==== Given records

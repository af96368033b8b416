//! Two-tier fallback for rows the LLM could not classify.
//!
//! Tier one reuses the invoice's own evidence: if the rows already resolved
//! (rules, cache, or earlier batches) agree on a majority path, unresolved
//! rows join it. Tier two is the reserved `Unknown` terminal category.

use crate::config::UNKNOWN_CATEGORY;

/// Majority path among already-resolved rows: a path seen more than once,
/// or the only distinct path. An even split between several paths is no
/// majority and falls through to `Unknown`.
pub fn fallback_path(resolved: &[String]) -> String {
    let mut counts: Vec<(&str, usize)> = Vec::new();
    for path in resolved {
        if path.is_empty() || path == UNKNOWN_CATEGORY {
            continue;
        }
        match counts.iter_mut().find(|(p, _)| *p == path.as_str()) {
            Some((_, n)) => *n += 1,
            None => counts.push((path, 1)),
        }
    }

    if counts.len() == 1 {
        return counts[0].0.to_string();
    }
    let best = counts.iter().map(|(_, n)| *n).max().unwrap_or(0);
    if best > 1 && counts.iter().filter(|(_, n)| *n == best).count() == 1 {
        if let Some((path, _)) = counts.iter().find(|(_, n)| *n == best) {
            return path.to_string();
        }
    }
    UNKNOWN_CATEGORY.to_string()
}

/// Every fallback assignment is logged with enough context to audit later.
pub fn log_fallback(
    invoice_key: &str,
    batch_index: usize,
    row_count: usize,
    failure: &str,
    raw_prefix: &str,
    chosen: &str,
) {
    tracing::warn!(
        invoice_key,
        batch_index,
        row_count,
        failure,
        raw_prefix,
        chosen,
        "fallback classification applied"
    );
}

========

# [Exercise directions]
What is wanted is an exact repeat of the lines from the one with "to audit later." through the last line of the listing above, and no other text.

# [Result of this exercise]
/// Every fallback assignment is logged with enough context to audit later.
pub fn log_fallback(
    invoice_key: &str,
    batch_index: usize,
    row_count: usize,
    failure: &str,
    raw_prefix: &str,
    chosen: &str,
) {
    tracing::warn!(
        invoice_key,
        batch_index,
        row_count,
        failure,
        raw_prefix,
        chosen,
        "fallback classification applied"
    );
}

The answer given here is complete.